### TASK DETAILS
Every single entry must be reproduced precisely.
-- -- --
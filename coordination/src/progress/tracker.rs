//! Per-workspace milestone cursor
//!
//! Holds the highest milestone emitted for each workspace and suppresses
//! anything at or below it, so a watcher feeding repeated or out-of-order
//! lines only ever reports forward progress. The cursor map is the only
//! shared state; each watcher touches only its own key.
//!
//! Every reset bumps the workspace's generation. A watcher feeds lines with
//! the generation it started under, so one left over from an earlier attempt
//! cannot advance the new attempt's cursor.

use std::collections::HashMap;
use std::sync::{Arc, Mutex, MutexGuard};

use crate::layout::WorkspaceLayout;
use crate::milestone::{match_line, Milestone};
use crate::progress::startup::{recompute_startup_phase, StartupLogs, StartupPhase};

/// Shared reference to a ProgressTracker
pub type SharedProgressTracker = Arc<ProgressTracker>;

#[derive(Debug, Default)]
struct Cursors {
    highest: HashMap<String, Milestone>,
    generations: HashMap<String, u64>,
}

/// Milestone cursor cache plus startup-phase derivation
#[derive(Debug)]
pub struct ProgressTracker {
    cursors: Mutex<Cursors>,
    layout: WorkspaceLayout,
}

impl ProgressTracker {
    pub fn new(layout: WorkspaceLayout) -> Self {
        Self {
            cursors: Mutex::new(Cursors::default()),
            layout,
        }
    }

    pub fn shared(self) -> SharedProgressTracker {
        Arc::new(self)
    }

    fn cursors(&self) -> MutexGuard<'_, Cursors> {
        // A watcher that panicked mid-update leaves a valid map behind
        self.cursors.lock().unwrap_or_else(|poisoned| poisoned.into_inner())
    }

    /// Feed one line; returns a milestone only if it advances the cursor.
    pub fn observe(&self, workspace_id: &str, line: &str) -> Option<Milestone> {
        let milestone = match_line(line)?;
        let mut cursors = self.cursors();
        Self::advance(&mut cursors, workspace_id, milestone)
    }

    /// Like [`observe`](Self::observe), but ignored once the cursor has been
    /// reset since `generation` was read.
    pub fn observe_in(&self, workspace_id: &str, generation: u64, line: &str) -> Option<Milestone> {
        let milestone = match_line(line)?;
        let mut cursors = self.cursors();
        if cursors.generations.get(workspace_id).copied().unwrap_or(0) != generation {
            return None;
        }
        Self::advance(&mut cursors, workspace_id, milestone)
    }

    fn advance(cursors: &mut Cursors, workspace_id: &str, milestone: Milestone) -> Option<Milestone> {
        let seen = cursors.highest.get(workspace_id).map_or(0, |m| m.rank());
        if milestone.rank() > seen {
            cursors.highest.insert(workspace_id.to_string(), milestone);
            Some(milestone)
        } else {
            None
        }
    }

    /// Feed a batch of lines, returning every milestone that advanced the cursor.
    pub fn observe_all<'a, I>(&self, workspace_id: &str, lines: I) -> Vec<Milestone>
    where
        I: IntoIterator<Item = &'a str>,
    {
        lines
            .into_iter()
            .filter_map(|line| self.observe(workspace_id, line))
            .collect()
    }

    /// Forget the cursor; call on every fresh execution attempt.
    pub fn reset_cursor(&self, workspace_id: &str) {
        let mut cursors = self.cursors();
        cursors.highest.remove(workspace_id);
        *cursors
            .generations
            .entry(workspace_id.to_string())
            .or_insert(0) += 1;
    }

    /// Number of resets so far; pass to [`observe_in`](Self::observe_in).
    pub fn generation(&self, workspace_id: &str) -> u64 {
        self.cursors()
            .generations
            .get(workspace_id)
            .copied()
            .unwrap_or(0)
    }

    /// Highest milestone emitted so far
    pub fn current(&self, workspace_id: &str) -> Option<Milestone> {
        self.cursors().highest.get(workspace_id).copied()
    }

    /// Re-derive the coarse startup phase from the workspace's log files.
    pub fn recompute_startup_phase(&self, workspace_id: &str) -> StartupPhase {
        recompute_startup_phase(&self.startup_logs(workspace_id))
    }

    pub fn startup_logs(&self, workspace_id: &str) -> StartupLogs {
        StartupLogs::new(
            self.layout.build_log_path(workspace_id),
            self.layout.server_log_path(workspace_id),
        )
    }
}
-- -- --
### EXPECTED OUTPUT
filename coordination/src/progress/tracker.rs
//! Per-workspace milestone cursor
//!
//! Holds the highest milestone emitted for each workspace and suppresses
//! anything at or below it, so a watcher feeding repeated or out-of-order
//! lines only ever reports forward progress. The cursor map is the only
//! shared state; each watcher touches only its own key.
//!
//! Every reset bumps the workspace's generation. A watcher feeds lines with
//! the generation it started under, so one left over from an earlier attempt
//! cannot advance the new attempt's cursor.

use std::collections::HashMap;
use std::sync::{Arc, Mutex, MutexGuard};

use crate::layout::WorkspaceLayout;
use crate::milestone::{match_line, Milestone};
use crate::progress::startup::{recompute_startup_phase, StartupLogs, StartupPhase};

/// Shared reference to a ProgressTracker
pub type SharedProgressTracker = Arc<ProgressTracker>;

#[derive(Debug, Default)]
struct Cursors {
    highest: HashMap<String, Milestone>,
    generations: HashMap<String, u64>,
}

/// Milestone cursor cache plus startup-phase derivation
#[derive(Debug)]
pub struct ProgressTracker {
    cursors: Mutex<Cursors>,
    layout: WorkspaceLayout,
}

impl ProgressTracker {
    pub fn new(layout: WorkspaceLayout) -> Self {
        Self {
            cursors: Mutex::new(Cursors::default()),
            layout,
        }
    }

    pub fn shared(self) -> SharedProgressTracker {
        Arc::new(self)
    }

    fn cursors(&self) -> MutexGuard<'_, Cursors> {
        // A watcher that panicked mid-update leaves a valid map behind
        self.cursors.lock().unwrap_or_else(|poisoned| poisoned.into_inner())
    }

    /// Feed one line; returns a milestone only if it advances the cursor.
    pub fn observe(&self, workspace_id: &str, line: &str) -> Option<Milestone> {
        let milestone = match_line(line)?;
        let mut cursors = self.cursors();
        Self::advance(&mut cursors, workspace_id, milestone)
    }

    /// Like [`observe`](Self::observe), but ignored once the cursor has been
    /// reset since `generation` was read.
    pub fn observe_in(&self, workspace_id: &str, generation: u64, line: &str) -> Option<Milestone> {
        let milestone = match_line(line)?;
        let mut cursors = self.cursors();
        if cursors.generations.get(workspace_id).copied().unwrap_or(0) != generation {
            return None;
        }
        Self::advance(&mut cursors, workspace_id, milestone)
    }

    fn advance(cursors: &mut Cursors, workspace_id: &str, milestone: Milestone) -> Option<Milestone> {
        let seen = cursors.highest.get(workspace_id).map_or(0, |m| m.rank());
        if milestone.rank() > seen {
            cursors.highest.insert(workspace_id.to_string(), milestone);
            Some(milestone)
        } else {
            None
        }
    }

    /// Feed a batch of lines, returning every milestone that advanced the cursor.
    pub fn observe_all<'a, I>(&self, workspace_id: &str, lines: I) -> Vec<Milestone>
    where
        I: IntoIterator<Item = &'a str>,
    {
        lines
            .into_iter()
            .filter_map(|line| self.observe(workspace_id, line))
            .collect()
    }

    /// Forget the cursor; call on every fresh execution attempt.
    pub fn reset_cursor(&self, workspace_id: &str) {
        let mut cursors = self.cursors();
        cursors.highest.remove(workspace_id);
        *cursors
            .generations
            .entry(workspace_id.to_string())
            .or_insert(0) += 1;
    }

    /// Number of resets so far; pass to [`observe_in`](Self::observe_in).
    pub fn generation(&self, workspace_id: &str) -> u64 {
        self.cursors()
            .generations
            .get(workspace_id)
            .copied()
            .unwrap_or(0)
    }

    /// Highest milestone emitted so far
    pub fn current(&self, workspace_id: &str) -> Option<Milestone> {
        self.cursors().highest.get(workspace_id).copied()
    }

    /// Re-derive the coarse startup phase from the workspace's log files.
    pub fn recompute_startup_phase(&self, workspace_id: &str) -> StartupPhase {
        recompute_startup_phase(&self.startup_logs(workspace_id))
    }

    pub fn startup_logs(&self, workspace_id: &str) -> StartupLogs {
        StartupLogs::new(
            self.layout.build_log_path(workspace_id),
            self.layout.server_log_path(workspace_id),
        )
    }
}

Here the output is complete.